» **What the task asks**
What you give back should be exactly the opening lines of the data, ending with the line that contains "pub enum GameEvent" and including it.

-- Records for the exercise follows --

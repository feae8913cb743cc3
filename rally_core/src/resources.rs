use serde::{Deserialize, Serialize};

use crate::components::Side;
use crate::fsm::MatchPhase;

/// Random number generator
pub struct GameRng(pub rand::rngs::StdRng);

impl GameRng {
    pub fn new(seed: u64) -> Self {
        use rand::SeedableRng;
        Self(rand::rngs::StdRng::seed_from_u64(seed))
    }
}

impl Default for GameRng {
    fn default() -> Self {
        Self::new(12345)
    }
}

/// How a finished match was decided
#[derive(Debug, Clone, Copy, PartialEq, Eq, Hash, Serialize, Deserialize)]
pub enum Outcome {
    HumanWins,
    OpponentWins,
    Draw,
}

impl Outcome {
    /// Strict score comparison, equal scores draw
    pub fn from_scores(human: u32, opponent: u32) -> Self {
        match human.cmp(&opponent) {
            std::cmp::Ordering::Greater => Outcome::HumanWins,
            std::cmp::Ordering::Less => Outcome::OpponentWins,
            std::cmp::Ordering::Equal => Outcome::Draw,
        }
    }

    pub fn winner(&self) -> Option<Side> {
        match self {
            Outcome::HumanWins => Some(Side::Left),
            Outcome::OpponentWins => Some(Side::Right),
            Outcome::Draw => None,
        }
    }
}

/// Something observable that happened during a tick
#[derive(Debug, Clone, Copy, PartialEq, Serialize, Deserialize)]
#[serde(tag = "kind")]
pub enum GameEvent {
    /// Ball bounced off the paddle on `side`
    PaddleHit { side: Side },
    WallBounce,
    /// `side` won a point; scores are after the point
    Scored {
        side: Side,
        human_score: u32,
        opponent_score: u32,
    },
    /// Countdown step began: 3, 2, 1, then 0 for "Go"
    CountdownStep { remaining: u8 },
    PhaseChanged { from: MatchPhase, to: MatchPhase },
    MatchEnded {
        outcome: Outcome,
        human_score: u32,
        opponent_score: u32,
    },
}

/// Events queued since the last drain
#[derive(Debug, Clone, Default)]
pub struct Events {
    queue: Vec<GameEvent>,
}

impl Events {
    pub fn new() -> Self {
        Self::default()
    }

    pub fn push(&mut self, event: GameEvent) {
        self.queue.push(event);
    }

    pub fn clear(&mut self) {
        self.queue.clear();
    }

    pub fn is_empty(&self) -> bool {
        self.queue.is_empty()
    }

    pub fn len(&self) -> usize {
        self.queue.len()
    }

    pub fn iter(&self) -> impl Iterator<Item = &GameEvent> {
        self.queue.iter()
    }

    /// Take every queued event, oldest first
    pub fn drain(&mut self) -> Vec<GameEvent> {
        std::mem::take(&mut self.queue)
    }

    pub fn contains(&self, predicate: impl Fn(&GameEvent) -> bool) -> bool {
        self.queue.iter().any(predicate)
    }
}
//! Named difficulty profiles for the scripted opponent.

use serde::{Deserialize, Serialize};

/// Difficulty levels selectable at match creation
#[derive(Debug, Clone, Copy, PartialEq, Eq, Hash, Default, Serialize, Deserialize)]
#[serde(rename_all = "lowercase")]
pub enum Difficulty {
    Easy,
    #[default]
    Normal,
    Hard,
    Expert,
}

impl Difficulty {
    pub const ALL: [Difficulty; 4] = [
        Difficulty::Easy,
        Difficulty::Normal,
        Difficulty::Hard,
        Difficulty::Expert,
    ];

    pub fn as_str(&self) -> &'static str {
        match self {
            Difficulty::Easy => "easy",
            Difficulty::Normal => "normal",
            Difficulty::Hard => "hard",
            Difficulty::Expert => "expert",
        }
    }

    /// Exact lookup, case-insensitive
    pub fn parse(name: &str) -> Option<Self> {
        match name.trim().to_lowercase().as_str() {
            "easy" => Some(Difficulty::Easy),
            "normal" => Some(Difficulty::Normal),
            "hard" => Some(Difficulty::Hard),
            "expert" => Some(Difficulty::Expert),
            _ => None,
        }
    }

    /// Lookup that substitutes `Normal` for unknown names
    pub fn from_name(name: &str) -> Self {
        Self::parse(name).unwrap_or_else(|| {
            log::debug!("Unknown difficulty {name:?}, using normal");
            Difficulty::Normal
        })
    }

    pub fn profile(&self) -> DifficultyProfile {
        match self {
            Difficulty::Easy => DifficultyProfile {
                difficulty: *self,
                reaction_probability: 0.3,
                ball_speed: 3.0,
                opponent_paddle_speed: 4.0,
            },
            Difficulty::Normal => DifficultyProfile {
                difficulty: *self,
                reaction_probability: 0.6,
                ball_speed: 5.0,
                opponent_paddle_speed: 6.0,
            },
            Difficulty::Hard => DifficultyProfile {
                difficulty: *self,
                reaction_probability: 0.8,
                ball_speed: 7.0,
                opponent_paddle_speed: 8.0,
            },
            Difficulty::Expert => DifficultyProfile {
                difficulty: *self,
                reaction_probability: 0.95,
                ball_speed: 9.0,
                opponent_paddle_speed: 10.0,
            },
        }
    }
}

impl std::fmt::Display for Difficulty {
    fn fmt(&self, f: &mut std::fmt::Formatter<'_>) -> std::fmt::Result {
        f.write_str(self.as_str())
    }
}

/// Opponent tuning bundle for one difficulty
#[derive(Debug, Clone, Copy, PartialEq)]
pub struct DifficultyProfile {
    pub difficulty: Difficulty,
    /// Chance (0..=1) that the opponent reacts on a given tick
    pub reaction_probability: f32,
    pub ball_speed: f32,
    pub opponent_paddle_speed: f32,
}

impl DifficultyProfile {
    pub fn from_name(name: &str) -> Self {
        Difficulty::from_name(name).profile()
    }
}

impl Default for DifficultyProfile {
    fn default() -> Self {
        Difficulty::default().profile()
    }
}

#[cfg(test)]
mod tests {
    use super::*;

    #[test]
    fn test_unknown_name_falls_back_to_normal() {
        let profile = DifficultyProfile::from_name("insane");
        assert_eq!(profile, Difficulty::Normal.profile());
        assert_eq!(profile.reaction_probability, 0.6);
        assert_eq!(profile.ball_speed, 5.0);
        assert_eq!(profile.opponent_paddle_speed, 6.0);
    }

    #[test]
    fn test_names_are_case_insensitive() {
        assert_eq!(Difficulty::from_name("  EXPERT "), Difficulty::Expert);
        assert_eq!(Difficulty::from_name("Hard"), Difficulty::Hard);
        assert_eq!(Difficulty::parse("medium"), None);
    }

    #[test]
    fn test_profiles_get_harder() {
        let profiles: Vec<_> = Difficulty::ALL.iter().map(|d| d.profile()).collect();
        for pair in profiles.windows(2) {
            assert!(pair[0].reaction_probability < pair[1].reaction_probability);
            assert!(pair[0].ball_speed < pair[1].ball_speed);
            assert!(pair[0].opponent_paddle_speed < pair[1].opponent_paddle_speed);
        }
    }

    #[test]
    fn test_round_trips_through_name() {
        for difficulty in Difficulty::ALL {
            assert_eq!(Difficulty::from_name(difficulty.as_str()), difficulty);
        }
    }
}
//! Versioned snapshot schema, one record per entity.
//!
//! The host captures a [`MatchSnapshot`] from its canonical match and the
//! client reconciles from the same type.

use glam::Vec2;
use serde::{Deserialize, Serialize};

use rally_core::{Ball, BallPhysics, Match, MatchPhase, Paddle, Player, Side};

use crate::MatchId;

/// Bumped whenever a snapshot field changes
pub const SNAPSHOT_VERSION: u16 = 2;

#[derive(Debug, Clone, Copy, PartialEq, Serialize, Deserialize)]
pub struct BallSnapshot {
    pub x: f32,
    pub y: f32,
    pub dx: f32,
    pub dy: f32,
    pub speed: f32,
    pub radius: f32,
    pub initial_speed: f32,
    pub max_speed: f32,
    pub speed_growth: f32,
    pub min_horizontal_speed: f32,
}

impl From<&Ball> for BallSnapshot {
    fn from(ball: &Ball) -> Self {
        Self {
            x: ball.pos.x,
            y: ball.pos.y,
            dx: ball.vel.x,
            dy: ball.vel.y,
            speed: ball.speed,
            radius: ball.radius,
            initial_speed: ball.physics.initial_speed,
            max_speed: ball.physics.max_speed,
            speed_growth: ball.physics.speed_growth,
            min_horizontal_speed: ball.physics.min_horizontal_speed,
        }
    }
}

impl BallSnapshot {
    pub fn position(&self) -> Vec2 {
        Vec2::new(self.x, self.y)
    }

    pub fn physics(&self) -> BallPhysics {
        BallPhysics {
            initial_speed: self.initial_speed,
            max_speed: self.max_speed,
            speed_growth: self.speed_growth,
            min_horizontal_speed: self.min_horizontal_speed,
        }
    }

    /// Rebuild a ball, keeping the snapshot's speed even if it disagrees
    /// with the velocity magnitude
    pub fn to_ball(&self) -> Ball {
        let mut ball = Ball::new(self.position(), self.radius, self.physics());
        ball.vel = Vec2::new(self.dx, self.dy);
        ball.speed = self.speed;
        ball
    }
}

#[derive(Debug, Clone, Copy, PartialEq, Serialize, Deserialize)]
pub struct PaddleSnapshot {
    pub x: f32,
    pub y: f32,
    pub width: f32,
    pub height: f32,
    pub speed: f32,
}

impl From<&Paddle> for PaddleSnapshot {
    fn from(paddle: &Paddle) -> Self {
        Self {
            x: paddle.pos.x,
            y: paddle.pos.y,
            width: paddle.width,
            height: paddle.height,
            speed: paddle.speed,
        }
    }
}

impl PaddleSnapshot {
    pub fn to_paddle(&self, side: Side) -> Paddle {
        Paddle::new(
            side,
            Vec2::new(self.x, self.y),
            self.width,
            self.height,
            self.speed,
        )
    }
}

#[derive(Debug, Clone, PartialEq, Eq, Serialize, Deserialize)]
pub struct PlayerSnapshot {
    pub name: String,
    pub score: u32,
}

impl From<&Player> for PlayerSnapshot {
    fn from(player: &Player) -> Self {
        Self {
            name: player.name().to_string(),
            score: player.score(),
        }
    }
}

/// Authoritative state of one match at one tick
#[derive(Debug, Clone, PartialEq, Serialize, Deserialize)]
pub struct MatchSnapshot {
    pub version: u16,
    /// Increases by one per snapshot the host sends for this match
    pub seq: u64,
    pub match_id: MatchId,
    pub difficulty: String,
    pub phase: MatchPhase,
    pub remaining_ms: u64,
    pub field_width: f32,
    pub field_height: f32,
    pub ball: BallSnapshot,
    pub left_paddle: PaddleSnapshot,
    pub right_paddle: PaddleSnapshot,
    pub human: PlayerSnapshot,
    pub opponent: PlayerSnapshot,
}

impl MatchSnapshot {
    pub fn capture(game: &Match, match_id: MatchId, seq: u64, now: u64) -> Self {
        let (human_score, opponent_score) = game.scores();
        let player = |side: Side, score: u32| {
            game.player(side)
                .map(|p| PlayerSnapshot::from(&p))
                .unwrap_or_else(|| PlayerSnapshot {
                    name: String::new(),
                    score,
                })
        };

        Self {
            version: SNAPSHOT_VERSION,
            seq,
            match_id,
            difficulty: game.difficulty().to_string(),
            phase: game.phase(),
            remaining_ms: game.remaining_ms(now),
            field_width: game.map().width,
            field_height: game.map().height,
            ball: BallSnapshot::from(&game.ball()),
            left_paddle: PaddleSnapshot::from(&game.paddle(Side::Left)),
            right_paddle: PaddleSnapshot::from(&game.paddle(Side::Right)),
            human: player(Side::Left, human_score),
            opponent: player(Side::Right, opponent_score),
        }
    }
}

-- Records for the exercise concluded --

» **Written answer**
repository feae8913cb743cc3
filename rally_core/src/resources.rs
use serde::{Deserialize, Serialize};

use crate::components::Side;
use crate::fsm::MatchPhase;

/// Random number generator
pub struct GameRng(pub rand::rngs::StdRng);

impl GameRng {
    pub fn new(seed: u64) -> Self {
        use rand::SeedableRng;
        Self(rand::rngs::StdRng::seed_from_u64(seed))
    }
}

impl Default for GameRng {
    fn default() -> Self {
        Self::new(12345)
    }
}

/// How a finished match was decided
#[derive(Debug, Clone, Copy, PartialEq, Eq, Hash, Serialize, Deserialize)]
pub enum Outcome {
    HumanWins,
    OpponentWins,
    Draw,
}

impl Outcome {
    /// Strict score comparison, equal scores draw
    pub fn from_scores(human: u32, opponent: u32) -> Self {
        match human.cmp(&opponent) {
            std::cmp::Ordering::Greater => Outcome::HumanWins,
            std::cmp::Ordering::Less => Outcome::OpponentWins,
            std::cmp::Ordering::Equal => Outcome::Draw,
        }
    }

    pub fn winner(&self) -> Option<Side> {
        match self {
            Outcome::HumanWins => Some(Side::Left),
            Outcome::OpponentWins => Some(Side::Right),
            Outcome::Draw => None,
        }
    }
}

/// Something observable that happened during a tick
#[derive(Debug, Clone, Copy, PartialEq, Serialize, Deserialize)]
#[serde(tag = "kind")]
pub enum GameEvent {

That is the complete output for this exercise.